**WORK INSTRUCTIONS:** Extract each line of the data and write it out again exactly.

+-------+

//! Remailer: Type III anonymous message client
//!
//! A Mixminion-style remailer stack: messages are compressed, split into
//! fixed-size payloads, wrapped in two onion headers and handed to the first
//! relay of a randomly chosen path over MMTP.
//!
//! # Architecture
//!
//! The crate is organised in layers:
//!
//! 1. **Directory** - Relay descriptors parsed from directory text, path selection
//! 2. **Headers** - 2048-byte onion headers, one RSA-sealed sub-header per hop
//! 3. **Payloads** - Singleton payloads and erasure-coded fragments
//! 4. **Replies** - Single-use reply blocks, keyring and reply decoding
//! 5. **Assembly** - Two-leg packets with the swap-point "hide" step
//! 6. **Transport** - MMTP over a TLS 1.0 record and handshake layer
//!
//! # Key Concepts
//!
//! - **Hop**: One relay on a path
//! - **Leg**: Half of a path; the first leg ends at the crossover relay
//! - **Packet**: Fixed 32768 bytes: header 1, header 2, payload
//! - **Reply block**: A pre-built return header with its shared secret
//! - **Decoding handle**: The tag a reply block owner recognises replies by
//!
//! # Example
//!
//! ```ignore
//! use remailer::prelude::*;
//!
//! let config = RemailerConfig::load(path)?;
//! let mut client = RemailerClient::new(config)?;
//! client.bootstrap(password)?;
//!
//! // Build packets for one recipient and hand them to the first hops
//! let report = client.send_message(b"Subject: hi\n\nhello", &["bob@example.org".into()]).await?;
//!
//! // Reply blocks the recipient can answer through
//! let blocks = client.generate_reply_blocks(2, "me@example.org")?;
//! client.save_keyring(password)?;
//! ```

pub mod error;
pub mod config;
pub mod armor;
pub mod routing;
pub mod descriptor;
pub mod directory;
pub mod header;
pub mod relay;
pub mod payload;
pub mod fragment;
pub mod reply_block;
pub mod keyring;
pub mod decoder;
pub mod assembler;
pub mod key_pool;
pub mod guard;
pub mod tls;
pub mod transport;
pub mod client;

pub use error::{MixError, MixResult};
pub use config::RemailerConfig;
pub use client::{RemailerClient, SendReport};
pub use routing::{ExitInformation, HostRoute, Routing, RoutingInformation};
pub use descriptor::RoutingDescriptor;
pub use directory::DescriptorList;
pub use header::{Header, HeaderBuilder, HeaderProcessor};
pub use fragment::{FragmentContainer, FragmentEngine, FragmentOutcome, FragmentPool, FragmentStatus, Reassembly};
pub use reply_block::ReplyBlock;
pub use keyring::Keyring;
pub use decoder::{DecodedReply, ReplyDecoder};
pub use assembler::{AssembledPacket, MessageAssembler};
pub use key_pool::{KeyPool, OsSecrets, SecretSource};
pub use guard::CloseGuard;
pub use transport::{MmtpClient, MmtpConnection, PacketSink};
pub use tls::{TlsConfig, TlsIdentity, TlsStream};

/// Prelude for common imports
pub mod prelude {
    pub use crate::{
        MixError, MixResult, RemailerConfig, RemailerClient, SendReport,
        ExitInformation, Routing, RoutingInformation,
        RoutingDescriptor, DescriptorList,
        Header, HeaderBuilder, HeaderProcessor,
        FragmentEngine, FragmentPool, FragmentStatus, Reassembly,
        ReplyBlock, Keyring, ReplyDecoder, DecodedReply,
        AssembledPacket, MessageAssembler,
        KeyPool, SecretSource, CloseGuard,
        MmtpClient, PacketSink, TlsConfig,
    };
}

/// Wire packet size
pub const PACKET_SIZE: usize = 32768;

/// Size of one onion header
pub const HEADER_LEN: usize = 2048;

/// Payload size (packet minus two headers)
pub const PAYLOAD_LEN: usize = PACKET_SIZE - 2 * HEADER_LEN;

/// Maximum hops in one header
pub const MAX_HOPS: usize = 16;

/// Minimum total hops of a forward message
pub const MIN_HOPS: usize = 2;

/// Default total hops of a forward message
pub const DEFAULT_HOPS: usize = 4;

/// Per-hop master secret size
pub const SECRET_LEN: usize = 16;

/// Reply blocks stay valid for this long (seconds)
pub const REPLY_BLOCK_LIFETIME: u64 = 90 * 24 * 60 * 60;

/// Current Unix time in seconds
pub(crate) fn unix_now() -> u64 {
    std::time::SystemTime::now()
        .duration_since(std::time::UNIX_EPOCH)
        .map(|d| d.as_secs())
        .unwrap_or(0)
}

#[cfg(test)]
pub(crate) mod test_keys {
    //! Fixture relay keys shared by the unit tests
    use libmix_crypto::PrivateKey;

    const RELAY_PEMS: [&str; 4] = [
        include_str!("../tests/fixtures/relay1.pem"),
        include_str!("../tests/fixtures/relay2.pem"),
        include_str!("../tests/fixtures/relay3.pem"),
        include_str!("../tests/fixtures/relay4.pem"),
    ];

    pub const TLS_ROOT_PEM: &str = include_str!("../tests/fixtures/tls_root.pem");
    pub const TLS_SERVER_PEM: &str = include_str!("../tests/fixtures/tls_server.pem");

    /// Private key of fixture relay `i` (0..4)
    pub fn relay_key(i: usize) -> PrivateKey {
        PrivateKey::from_pkcs1_pem(RELAY_PEMS[i]).unwrap()
    }

    pub fn tls_root() -> PrivateKey {
        PrivateKey::from_pkcs1_pem(TLS_ROOT_PEM).unwrap()
    }

    pub fn tls_server() -> PrivateKey {
        PrivateKey::from_pkcs1_pem(TLS_SERVER_PEM).unwrap()
    }
}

+-------+

**EXERCISE SOLUTION:**
//! Remailer: Type III anonymous message client
//!
//! A Mixminion-style remailer stack: messages are compressed, split into
//! fixed-size payloads, wrapped in two onion headers and handed to the first
//! relay of a randomly chosen path over MMTP.
//!
//! # Architecture
//!
//! The crate is organised in layers:
//!
//! 1. **Directory** - Relay descriptors parsed from directory text, path selection
//! 2. **Headers** - 2048-byte onion headers, one RSA-sealed sub-header per hop
//! 3. **Payloads** - Singleton payloads and erasure-coded fragments
//! 4. **Replies** - Single-use reply blocks, keyring and reply decoding
//! 5. **Assembly** - Two-leg packets with the swap-point "hide" step
//! 6. **Transport** - MMTP over a TLS 1.0 record and handshake layer
//!
//! # Key Concepts
//!
//! - **Hop**: One relay on a path
//! - **Leg**: Half of a path; the first leg ends at the crossover relay
//! - **Packet**: Fixed 32768 bytes: header 1, header 2, payload
//! - **Reply block**: A pre-built return header with its shared secret
//! - **Decoding handle**: The tag a reply block owner recognises replies by
//!
//! # Example
//!
//! ```ignore
//! use remailer::prelude::*;
//!
//! let config = RemailerConfig::load(path)?;
//! let mut client = RemailerClient::new(config)?;
//! client.bootstrap(password)?;
//!
//! // Build packets for one recipient and hand them to the first hops
//! let report = client.send_message(b"Subject: hi\n\nhello", &["bob@example.org".into()]).await?;
//!
//! // Reply blocks the recipient can answer through
//! let blocks = client.generate_reply_blocks(2, "me@example.org")?;
//! client.save_keyring(password)?;
//! ```

pub mod error;
pub mod config;
pub mod armor;
pub mod routing;
pub mod descriptor;
pub mod directory;
pub mod header;
pub mod relay;
pub mod payload;
pub mod fragment;
pub mod reply_block;
pub mod keyring;
pub mod decoder;
pub mod assembler;
pub mod key_pool;
pub mod guard;
pub mod tls;
pub mod transport;
pub mod client;

pub use error::{MixError, MixResult};
pub use config::RemailerConfig;
pub use client::{RemailerClient, SendReport};
pub use routing::{ExitInformation, HostRoute, Routing, RoutingInformation};
pub use descriptor::RoutingDescriptor;
pub use directory::DescriptorList;
pub use header::{Header, HeaderBuilder, HeaderProcessor};
pub use fragment::{FragmentContainer, FragmentEngine, FragmentOutcome, FragmentPool, FragmentStatus, Reassembly};
pub use reply_block::ReplyBlock;
pub use keyring::Keyring;
pub use decoder::{DecodedReply, ReplyDecoder};
pub use assembler::{AssembledPacket, MessageAssembler};
pub use key_pool::{KeyPool, OsSecrets, SecretSource};
pub use guard::CloseGuard;
pub use transport::{MmtpClient, MmtpConnection, PacketSink};
pub use tls::{TlsConfig, TlsIdentity, TlsStream};

/// Prelude for common imports
pub mod prelude {
    pub use crate::{
        MixError, MixResult, RemailerConfig, RemailerClient, SendReport,
        ExitInformation, Routing, RoutingInformation,
        RoutingDescriptor, DescriptorList,
        Header, HeaderBuilder, HeaderProcessor,
        FragmentEngine, FragmentPool, FragmentStatus, Reassembly,
        ReplyBlock, Keyring, ReplyDecoder, DecodedReply,
        AssembledPacket, MessageAssembler,
        KeyPool, SecretSource, CloseGuard,
        MmtpClient, PacketSink, TlsConfig,
    };
}

/// Wire packet size
pub const PACKET_SIZE: usize = 32768;

/// Size of one onion header
pub const HEADER_LEN: usize = 2048;

/// Payload size (packet minus two headers)
pub const PAYLOAD_LEN: usize = PACKET_SIZE - 2 * HEADER_LEN;

/// Maximum hops in one header
pub const MAX_HOPS: usize = 16;

/// Minimum total hops of a forward message
pub const MIN_HOPS: usize = 2;

/// Default total hops of a forward message
pub const DEFAULT_HOPS: usize = 4;

/// Per-hop master secret size
pub const SECRET_LEN: usize = 16;

/// Reply blocks stay valid for this long (seconds)
pub const REPLY_BLOCK_LIFETIME: u64 = 90 * 24 * 60 * 60;

/// Current Unix time in seconds
pub(crate) fn unix_now() -> u64 {
    std::time::SystemTime::now()
        .duration_since(std::time::UNIX_EPOCH)
        .map(|d| d.as_secs())
        .unwrap_or(0)
}

#[cfg(test)]
pub(crate) mod test_keys {
    //! Fixture relay keys shared by the unit tests
    use libmix_crypto::PrivateKey;

    const RELAY_PEMS: [&str; 4] = [
        include_str!("../tests/fixtures/relay1.pem"),
        include_str!("../tests/fixtures/relay2.pem"),
        include_str!("../tests/fixtures/relay3.pem"),
        include_str!("../tests/fixtures/relay4.pem"),
    ];

    pub const TLS_ROOT_PEM: &str = include_str!("../tests/fixtures/tls_root.pem");
    pub const TLS_SERVER_PEM: &str = include_str!("../tests/fixtures/tls_server.pem");

    /// Private key of fixture relay `i` (0..4)
    pub fn relay_key(i: usize) -> PrivateKey {
        PrivateKey::from_pkcs1_pem(RELAY_PEMS[i]).unwrap()
    }

    pub fn tls_root() -> PrivateKey {
        PrivateKey::from_pkcs1_pem(TLS_ROOT_PEM).unwrap()
    }

    pub fn tls_server() -> PrivateKey {
        PrivateKey::from_pkcs1_pem(TLS_SERVER_PEM).unwrap()
    }
}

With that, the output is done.